К примеру, Степан Жихарев, хотя еще в пансионе проявлял склонность к творчеству, не смел сам о нем судить, а полностью полагался на мнения известных авторов или актеров; буквально на коленях приближался к Английскому клубу или к Державину; при любом высказывании ссылался на знатных лиц; восхищался особами в орденах и лентах; наилучшей похвалой драматургу считал аплодисменты вельмож или, сверх чаяний, высочайшее одобрение; каждый день объезжал пол-Москвы с визитами именинникам — и всё не по зову сердца, не по взятой на себя обязанности, не даже ради карьеры или какой-то прямой выгоды, а по глубокому убеждению, что таков его долг младшего, подчиненного, неопытного. Выполнение долга перед людьми, как и перед Богом, приносило ему удовлетворение, само себя вознаграждало — а там и другие, может быть, вознаградят. Только среди лошадей и собак Жихарев становился похож на человека, имеющего свой взгляд на окружающих. А многие подобные ему и того не умели!

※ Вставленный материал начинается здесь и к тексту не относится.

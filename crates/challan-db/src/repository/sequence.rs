//! # Sequence Allocator
//!
//! Gap-free, collision-free document-number sequences keyed by
//! (project, document type, fiscal year).
//!
//! ## Atomicity
//! ```text
//! ┌─────────────────────────────────────────────────────────────┐
//! │  next_in_tx: ONE statement, inside the caller's txn         │
//! │                                                             │
//! │  INSERT ... VALUES (key, 2)          ← first allocation     │
//! │  ON CONFLICT (key)                                          │
//! │  DO UPDATE SET next_sequence += 1    ← every later one      │
//! │  RETURNING next_sequence - 1         ← the value issued     │
//! │                                                             │
//! │  Read-and-increment is a single storage operation: two      │
//! │  racing transactions cannot both observe the same value.    │
//! │  Rolling back the caller's transaction undoes the           │
//! │  increment, so failed shipments never burn numbers.         │
//! └─────────────────────────────────────────────────────────────┘
//! ```
//!
//! `peek` never mutates and is advisory only: the value it reports can be
//! stale by the time a real allocation happens.

use chrono::Utc;
use sqlx::{SqliteConnection, SqlitePool};
use tracing::debug;

use challan_core::types::DcType;

use crate::error::DbResult;

/// Repository for sequence-counter operations.
#[derive(Debug, Clone)]
pub struct SequenceRepository {
    pool: SqlitePool,
}

impl SequenceRepository {
    /// Creates a new SequenceRepository.
    pub fn new(pool: SqlitePool) -> Self {
        SequenceRepository { pool }
    }

    /// Atomically allocates the next sequence for a key, inside the
    /// caller's ambient transaction.
    ///
    /// The counter row stores the NEXT value to issue, so a fresh key is
    /// inserted at 2 and the value handed back is 1. There is no
    /// transaction here on purpose: commit/rollback belongs to the
    /// caller, and rollback must undo the increment together with
    /// everything else.
    pub async fn next_in_tx(
        conn: &mut SqliteConnection,
        project_id: i64,
        dc_type: DcType,
        fiscal_year: &str,
    ) -> DbResult<i64> {
        let now = Utc::now();

        let sequence: i64 = sqlx::query_scalar(
            r#"
            INSERT INTO dc_number_sequences (project_id, dc_type, financial_year, next_sequence, created_at, updated_at)
            VALUES (?1, ?2, ?3, 2, ?4, ?4)
            ON CONFLICT (project_id, dc_type, financial_year)
            DO UPDATE SET next_sequence = next_sequence + 1, updated_at = ?4
            RETURNING next_sequence - 1
            "#,
        )
        .bind(project_id)
        .bind(dc_type)
        .bind(fiscal_year)
        .bind(now)
        .fetch_one(conn)
        .await?;

        debug!(project_id, %dc_type, fiscal_year, sequence, "Allocated sequence");

        Ok(sequence)
    }

    /// Returns what the next allocation for a key would yield, without
    /// mutating state.
    ///
    /// Never a reservation; for UI previews only.
    pub async fn peek(
        &self,
        project_id: i64,
        dc_type: DcType,
        fiscal_year: &str,
    ) -> DbResult<i64> {
        let next: Option<i64> = sqlx::query_scalar(
            r#"
            SELECT next_sequence FROM dc_number_sequences
            WHERE project_id = ?1 AND dc_type = ?2 AND financial_year = ?3
            "#,
        )
        .bind(project_id)
        .bind(dc_type)
        .bind(fiscal_year)
        .fetch_optional(&self.pool)
        .await?;

        Ok(next.unwrap_or(1))
    }
}

// =============================================================================
// Unit Tests
// =============================================================================

#[cfg(test)]
mod tests {
    use std::collections::BTreeSet;

    use super::*;
    use crate::test_support::{seed_project, test_db};

    /// Allocates once in its own committed transaction.
    async fn allocate(pool: &SqlitePool, project_id: i64, dc_type: DcType, fy: &str) -> i64 {
        let mut tx = pool.begin().await.unwrap();
        let seq = SequenceRepository::next_in_tx(&mut tx, project_id, dc_type, fy)
            .await
            .unwrap();
        tx.commit().await.unwrap();
        seq
    }

    #[tokio::test]
    async fn test_sequences_start_at_one_and_are_contiguous() {
        let db = test_db().await;
        let project_id = seed_project(&db, "SCP").await;

        for expected in 1..=10i64 {
            let seq = allocate(db.pool(), project_id, DcType::Transit, "2526").await;
            assert_eq!(seq, expected);
        }
    }

    #[tokio::test]
    async fn test_peek_does_not_reserve() {
        let db = test_db().await;
        let project_id = seed_project(&db, "SCP").await;
        let repo = db.sequences();

        // Nothing allocated yet: peek reports 1 and keeps reporting it.
        assert_eq!(repo.peek(project_id, DcType::Transit, "2526").await.unwrap(), 1);
        assert_eq!(repo.peek(project_id, DcType::Transit, "2526").await.unwrap(), 1);

        allocate(db.pool(), project_id, DcType::Transit, "2526").await;
        assert_eq!(repo.peek(project_id, DcType::Transit, "2526").await.unwrap(), 2);
    }

    #[tokio::test]
    async fn test_keys_are_independent() {
        let db = test_db().await;
        let project_a = seed_project(&db, "AAA").await;
        let project_b = seed_project(&db, "BBB").await;

        // Same project, different types.
        assert_eq!(allocate(db.pool(), project_a, DcType::Transit, "2526").await, 1);
        assert_eq!(allocate(db.pool(), project_a, DcType::Official, "2526").await, 1);
        assert_eq!(allocate(db.pool(), project_a, DcType::Transit, "2526").await, 2);

        // Different project, same type.
        assert_eq!(allocate(db.pool(), project_b, DcType::Transit, "2526").await, 1);
    }

    #[tokio::test]
    async fn test_fiscal_year_rollover_starts_fresh() {
        let db = test_db().await;
        let project_id = seed_project(&db, "SCP").await;

        for _ in 0..5 {
            allocate(db.pool(), project_id, DcType::Transit, "2425").await;
        }

        // Crossing April 1 keys a fresh counter.
        assert_eq!(allocate(db.pool(), project_id, DcType::Transit, "2526").await, 1);
        // The old year's counter is untouched.
        assert_eq!(allocate(db.pool(), project_id, DcType::Transit, "2425").await, 6);
    }

    #[tokio::test]
    async fn test_rollback_undoes_the_increment() {
        let db = test_db().await;
        let project_id = seed_project(&db, "SCP").await;

        {
            let mut tx = db.pool().begin().await.unwrap();
            let seq = SequenceRepository::next_in_tx(&mut tx, project_id, DcType::Transit, "2526")
                .await
                .unwrap();
            assert_eq!(seq, 1);
            tx.rollback().await.unwrap();
        }

        // The rolled-back allocation left no gap.
        assert_eq!(allocate(db.pool(), project_id, DcType::Transit, "2526").await, 1);
    }

    #[tokio::test]
    async fn test_concurrent_allocations_yield_distinct_contiguous_values() {
        let db = test_db().await;
        let project_id = seed_project(&db, "SCP").await;

        let mut handles = Vec::new();
        for _ in 0..50 {
            let pool = db.pool().clone();
            handles.push(tokio::spawn(async move {
                let mut tx = pool.begin().await.unwrap();
                let seq =
                    SequenceRepository::next_in_tx(&mut tx, project_id, DcType::Transit, "2526")
                        .await
                        .unwrap();
                tx.commit().await.unwrap();
                seq
            }));
        }

        let mut seen = BTreeSet::new();
        for handle in handles {
            assert!(seen.insert(handle.await.unwrap()), "duplicate sequence issued");
        }

        let expected: BTreeSet<i64> = (1..=50).collect();
        assert_eq!(seen, expected);
    }
}
//! # Seed Data Generator
//!
//! Provisions a demo database for development: one project with
//! addresses, products and a template, then drives a full shipment
//! through the orchestrator so the challan listing has something to show.
//!
//! ## Usage
//! ```bash
//! # Default database path (./data/challan.db)
//! cargo run -p challan-db --bin seed
//!
//! # Custom path
//! cargo run -p challan-db --bin seed -- --db /tmp/demo.db
//! ```

use std::collections::HashMap;
use std::env;

use challan_core::money::Money;
use challan_core::types::{DcType, ShipmentLineItem, ShipmentParams, TaxRate, TaxType};
use challan_db::{Database, DbConfig, NewProject};
use tracing::info;

#[tokio::main]
async fn main() -> Result<(), Box<dyn std::error::Error>> {
    tracing_subscriber::fmt()
        .with_env_filter(
            tracing_subscriber::EnvFilter::try_from_default_env()
                .unwrap_or_else(|_| "info".into()),
        )
        .init();

    let db_path = parse_db_path().unwrap_or_else(|| "./data/challan.db".to_string());
    info!(path = %db_path, "Seeding demo database");

    if let Some(dir) = std::path::Path::new(&db_path).parent() {
        std::fs::create_dir_all(dir)?;
    }

    let db = Database::new(DbConfig::new(&db_path)).await?;

    let project = db
        .projects()
        .create(NewProject {
            name: "School Computers Phase 1".to_string(),
            description: "Demo project created by the seed binary".to_string(),
            dc_prefix: "SCP".to_string(),
            created_by: 1,
        })
        .await?;
    info!(project_id = project.id, prefix = %project.dc_prefix, "Created project");

    let bill_from = insert_address(&db, project.id, "bill_from", "Head Office, Hyderabad").await?;
    let dispatch_from = insert_address(&db, project.id, "dispatch_from", "Central Warehouse").await?;
    let bill_to = insert_address(&db, project.id, "bill_to", "Department of Education").await?;
    let school_a = insert_address(&db, project.id, "ship_to", "ZPHS Ameerpet").await?;
    let school_b = insert_address(&db, project.id, "ship_to", "ZPHS Kukatpally").await?;

    let template_id = insert_template(&db, project.id).await?;
    let desktop = insert_product(&db, project.id, "Desktop Computer", "8471").await?;
    let ups = insert_product(&db, project.id, "600VA UPS", "8504").await?;

    // Form preview, the way the wizard's first page would render it.
    let preview = db
        .numbering()
        .peek_next_number(project.id, DcType::Transit)
        .await?;
    info!(%preview, "Next transit number");

    let params = ShipmentParams {
        project_id: project.id,
        template_id,
        num_sets: 2,
        challan_date: "2026-08-07".to_string(),
        tax_type: TaxType::CgstSgst,
        reverse_charge: false,
        transporter_name: "Blue Dart Surface".to_string(),
        vehicle_number: "TS09UB7777".to_string(),
        eway_bill_number: "EWB001122334455".to_string(),
        docket_number: "BD-99812".to_string(),
        bill_from_address_id: bill_from,
        dispatch_from_address_id: dispatch_from,
        bill_to_address_id: bill_to,
        ship_to_address_ids: vec![school_a, school_b],
        transit_ship_to_address_id: school_a,
        line_items: vec![
            ShipmentLineItem {
                product_id: desktop,
                quantity_per_set: 2,
                rate: Money::from_rupees(32_500.00),
                tax_rate: TaxRate::from_bps(1800),
                serials: vec![
                    "DT-2608-0001".to_string(),
                    "DT-2608-0002".to_string(),
                    "DT-2608-0003".to_string(),
                    "DT-2608-0004".to_string(),
                ],
                assignments: HashMap::from([
                    (school_a, vec!["DT-2608-0001".to_string(), "DT-2608-0002".to_string()]),
                    (school_b, vec!["DT-2608-0003".to_string(), "DT-2608-0004".to_string()]),
                ]),
            },
            ShipmentLineItem {
                product_id: ups,
                quantity_per_set: 2,
                rate: Money::from_rupees(2_499.00),
                tax_rate: TaxRate::from_bps(1800),
                serials: Vec::new(),
                assignments: HashMap::new(),
            },
        ],
        created_by: 1,
    };

    let result = db.shipments().create_shipment_group(params).await?;

    info!(
        group_id = result.group_id,
        transit = %result.transit_dc.dc_number,
        "Shipment group created"
    );
    for dc in &result.official_dcs {
        info!(official = %dc.dc_number, ship_to = dc.ship_to_address_id, "Official challan");
    }

    db.close().await;
    Ok(())
}

fn parse_db_path() -> Option<String> {
    let args: Vec<String> = env::args().collect();
    args.iter()
        .position(|a| a == "--db")
        .and_then(|i| args.get(i + 1).cloned())
}

async fn insert_address(
    db: &Database,
    project_id: i64,
    address_type: &str,
    label: &str,
) -> Result<i64, challan_db::DbError> {
    let id = sqlx::query(
        "INSERT INTO addresses (project_id, address_type, label, address_text) VALUES (?1, ?2, ?3, ?3)",
    )
    .bind(project_id)
    .bind(address_type)
    .bind(label)
    .execute(db.pool())
    .await
    .map_err(challan_db::DbError::from)?
    .last_insert_rowid();

    Ok(id)
}

async fn insert_template(db: &Database, project_id: i64) -> Result<i64, challan_db::DbError> {
    let id = sqlx::query(
        "INSERT INTO dc_templates (project_id, name, purpose) VALUES (?1, 'Standard dispatch', 'Supply and installation')",
    )
    .bind(project_id)
    .execute(db.pool())
    .await
    .map_err(challan_db::DbError::from)?
    .last_insert_rowid();

    Ok(id)
}

async fn insert_product(
    db: &Database,
    project_id: i64,
    name: &str,
    hsn: &str,
) -> Result<i64, challan_db::DbError> {
    let id = sqlx::query(
        "INSERT INTO products (project_id, item_name, hsn_code, uom, default_quantity) VALUES (?1, ?2, ?3, 'Nos', 2)",
    )
    .bind(project_id)
    .bind(name)
    .bind(hsn)
    .execute(db.pool())
    .await
    .map_err(challan_db::DbError::from)?
    .last_insert_rowid();

    Ok(id)
}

Например, пресловутые архивные юноши, служившие в Москве в архивах министерств без жалованья, ради простейшего продвижения в чинах. Безличные, бессловесные, безымянные, они едва заслуживали внимания, разве что выходили повесами. О них начальник одного из архивов, Павел Григорьевич Дивов, как-то удачно сострил, что их недостатки происходят оттого, что им с детства льстили все, от математического учителя до танцевального, а было бы полезнее послать их в манеж, потому что лошадь не льстит: неумелого тотчас сбросит. Во всяком случае, в искусстве верховой езды архивные юноши далеко уступали кавалеристам, были неловки в бальных залах, дичливы с дамами, рыхлы от неподвижности. В пьесе им не следовало бы и имени давать, чтобы не придать чрезмерной значимости, но как без имени? Назвать какой-нибудь русской литерой — ее придется прочесть как «г-н Наш» или «г-н Добро» — никакая фамилия не могла бы быть более «говорящей». А назвать латинской литерой — публика может счесть их иностранцами. Но все-таки фамилии они не заслуживают! Похожи на них были и пожилые, вечные юноши, неудачники, без семьи и пристанища, заядлые разносчики сплетен и скверных новостей, которыми привлекали к себе минутное внимание собеседников.